Ieri ho votato a favore della legge sul contrasto alla corruzione, presentata quasi 800 giorni fa dall’attuale Presidente del Senato. Una legge che è stata ridimensionata rispetto alla sua portata iniziale, che contiene cose buone, come spiegavo ieri (tra l’altro un articolo riprende in pieno una mia proposta di legge, grazie al lavoro dei colleghi al Senato che la condividevano), altre che potevano essere fatte molto meglio e altre ancora che mancano letteralmente.

Ho votato sì agli emendamenti sul voto di scambio e sulle pene da aumentare, proposti da M5s e Al.

Ho votato per il raddoppio del ‘maltolto’ nei casi di corruzione.

Ho votato sì alla proposta integrativa sulla corruzione tra privati.

Ho votato insieme a Sel e le altre opposizioni per irrobustire un falso in bilancio la cui formulazione contiene non pochi elementi che possono rendere difficile l’applicazione e quindi la rendono ancora fragile.

Per tutto il resto, c’è molto, quasi tutto ancora da fare sulla prevenzione: gli agenti sotto copertura, ad esempio, la questione della collaborazione e delle denunce e il whistleblowing e la trasparenza e in generale le misure preventive.

Sulle prescrizione si deve tornare, perché l’aumento delle pene è una misura davvero ‘primitiva’ per risolvere il problema.
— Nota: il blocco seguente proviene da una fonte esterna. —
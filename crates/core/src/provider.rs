use serde_json::Value;

use crate::error::{AnimerefError, Result};

#[derive(Clone, Copy, Debug, Default, PartialEq, Eq)]
pub enum Provider {
    #[default]
    Gemini,
    Openai,
    Grok,
}

/// Request/response shape spoken by a provider's streaming endpoint.
#[derive(Clone, Copy, Debug, PartialEq, Eq)]
pub enum ApiStyle {
    /// `models/<model>:streamGenerateContent?alt=sse`
    GeminiNative,
    /// `chat/completions` with `"stream": true`
    ChatCompletions,
}

pub struct ProviderConfig {
    pub api_url: &'static str,
    pub model: &'static str,
    pub env_var: &'static str,
    pub style: ApiStyle,
}

impl Provider {
    pub fn config(&self) -> ProviderConfig {
        match self {
            Provider::Gemini => ProviderConfig {
                api_url: "https://generativelanguage.googleapis.com/v1beta/models",
                model: "gemini-2.5-pro",
                env_var: "GEMINI_API_KEY",
                style: ApiStyle::GeminiNative,
            },
            Provider::Openai => ProviderConfig {
                api_url: "https://api.openai.com/v1/chat/completions",
                model: "gpt-5.1",
                env_var: "OPENAI_API_KEY",
                style: ApiStyle::ChatCompletions,
            },
            Provider::Grok => ProviderConfig {
                api_url: "https://api.x.ai/v1/chat/completions",
                model: "grok-4-fast",
                env_var: "XAI_API_KEY",
                style: ApiStyle::ChatCompletions,
            },
        }
    }

    pub fn name(&self) -> &'static str {
        match self {
            Provider::Gemini => "Gemini",
            Provider::Openai => "OpenAI",
            Provider::Grok => "Grok",
        }
    }

    /// Validate that the API key is set for this provider
    pub fn validate_api_key(&self) -> Result<String> {
        self.api_key_from(|env_var| std::env::var(env_var).ok())
    }

    /// Resolve the API key through `lookup`, keyed by the provider's env var.
    /// Blank keys count as missing.
    pub fn api_key_from(&self, lookup: impl FnOnce(&str) -> Option<String>) -> Result<String> {
        let env_var = self.config().env_var;
        lookup(env_var)
            .filter(|key| !key.trim().is_empty())
            .ok_or(AnimerefError::MissingApiKey { env_var })
    }

    /// Streaming endpoint for `model`.
    pub fn stream_url(&self, model: &str) -> String {
        let config = self.config();
        match config.style {
            ApiStyle::GeminiNative => {
                format!("{}/{}:streamGenerateContent?alt=sse", config.api_url, model)
            }
            ApiStyle::ChatCompletions => config.api_url.to_string(),
        }
    }

    /// JSON body asking `model` to stream a completion of `prompt`.
    pub fn request_body(&self, model: &str, prompt: &str) -> Value {
        match self.config().style {
            ApiStyle::GeminiNative => serde_json::json!({
                "contents": [
                    {
                        "role": "user",
                        "parts": [{ "text": prompt }],
                    },
                ],
                "generationConfig": {
                    "responseMimeType": "text/plain",
                },
            }),
            ApiStyle::ChatCompletions => serde_json::json!({
                "model": model,
                "messages": [
                    {
                        "role": "user",
                        "content": prompt,
                    },
                ],
                "stream": true,
            }),
        }
    }

    /// Text carried by one streamed event payload, if any.
    ///
    /// An `error` object in the payload is reported as a generation failure.
    pub fn fragment(&self, payload: &Value) -> Result<Option<String>> {
        if let Some(error) = payload.get("error") {
            return Err(AnimerefError::GenerationFailed {
                reason: format!("{} returned an error: {}", self.name(), error),
            });
        }

        let text = match self.config().style {
            ApiStyle::GeminiNative => payload["candidates"][0]["content"]["parts"]
                .as_array()
                .map(|parts| {
                    parts
                        .iter()
                        .filter_map(|part| part["text"].as_str())
                        .collect::<String>()
                }),
            ApiStyle::ChatCompletions => payload["choices"][0]["delta"]["content"]
                .as_str()
                .map(String::from),
        };

        Ok(text.filter(|t| !t.is_empty()))
    }
}

#[cfg(test)]
mod tests {
    use super::*;

    #[test]
    fn gemini_stream_url_embeds_model() {
        assert_eq!(
            Provider::Gemini.stream_url("gemini-2.5-flash"),
            "https://generativelanguage.googleapis.com/v1beta/models/gemini-2.5-flash:streamGenerateContent?alt=sse"
        );
        assert_eq!(
            Provider::Grok.stream_url("grok-4-fast"),
            "https://api.x.ai/v1/chat/completions"
        );
    }

    #[test]
    fn gemini_fragment_joins_parts() {
        let payload = serde_json::json!({
            "candidates": [{"content": {"parts": [{"text": "| A "}, {"text": "| B |"}]}}]
        });
        assert_eq!(
            Provider::Gemini.fragment(&payload).unwrap().as_deref(),
            Some("| A | B |")
        );
    }

    #[test]
    fn chat_fragment_reads_delta() {
        let payload = serde_json::json!({"choices": [{"delta": {"content": "| 1 |"}}]});
        assert_eq!(
            Provider::Openai.fragment(&payload).unwrap().as_deref(),
            Some("| 1 |")
        );

        let role_only = serde_json::json!({"choices": [{"delta": {"role": "assistant"}}]});
        assert_eq!(Provider::Grok.fragment(&role_only).unwrap(), None);
    }

    #[test]
    fn error_payload_is_generation_failure() {
        let payload = serde_json::json!({"error": {"code": 429, "message": "quota"}});
        assert!(matches!(
            Provider::Gemini.fragment(&payload),
            Err(AnimerefError::GenerationFailed { .. })
        ));
    }

    #[test]
    fn api_key_lookup_uses_provider_env_var() {
        let key = Provider::Grok.api_key_from(|var| (var == "XAI_API_KEY").then(|| "xai-123".into()));
        assert_eq!(key.unwrap(), "xai-123");

        assert!(matches!(
            Provider::Openai.api_key_from(|_| None),
            Err(AnimerefError::MissingApiKey { env_var: "OPENAI_API_KEY" })
        ));
        assert!(matches!(
            Provider::Gemini.api_key_from(|_| Some("  ".into())),
            Err(AnimerefError::MissingApiKey { env_var: "GEMINI_API_KEY" })
        ));
    }

    #[test]
    fn chat_body_requests_streaming() {
        let body = Provider::Openai.request_body("gpt-5.1", "hi");
        assert_eq!(body["stream"], true);
        assert_eq!(body["messages"][0]["content"], "hi");
    }
}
E «daspo per i corrotti!» è rimasto uno slogan tra i tanti ‘bruciati’ in questi mesi.

Attendiamo con impazienza che si affronti la questione del conflitto di interessi su cui da tempo abbiamo presentato una proposta giunta in aula grazie alla richiesta delle opposizioni, una proposta che il governo ha rinivato per ben due volte.

Ritengo tra l’altro che sia ancora necessario riformare la legislazione sugli appalti per proteggere la concorrenza e quindi l’uguaglianza.

Insomma, è un passo avanti, con purtroppo più di una ambiguità-opacità. Un passo avanti che anche in questo caso è dettato più dal confronto con le opposizioni che con le altre forze di governo, come già per gli ecoreati, un’altra legge che ha conosciuto un iter lunghissimo ed è stata frutto della collaborazione con le opposizioni.

La condizione necessaria, come l’ho chiamata nel libro uscito recentemente, ha ancora molta strada da fare per imporsi con il necessario rigore, appunto.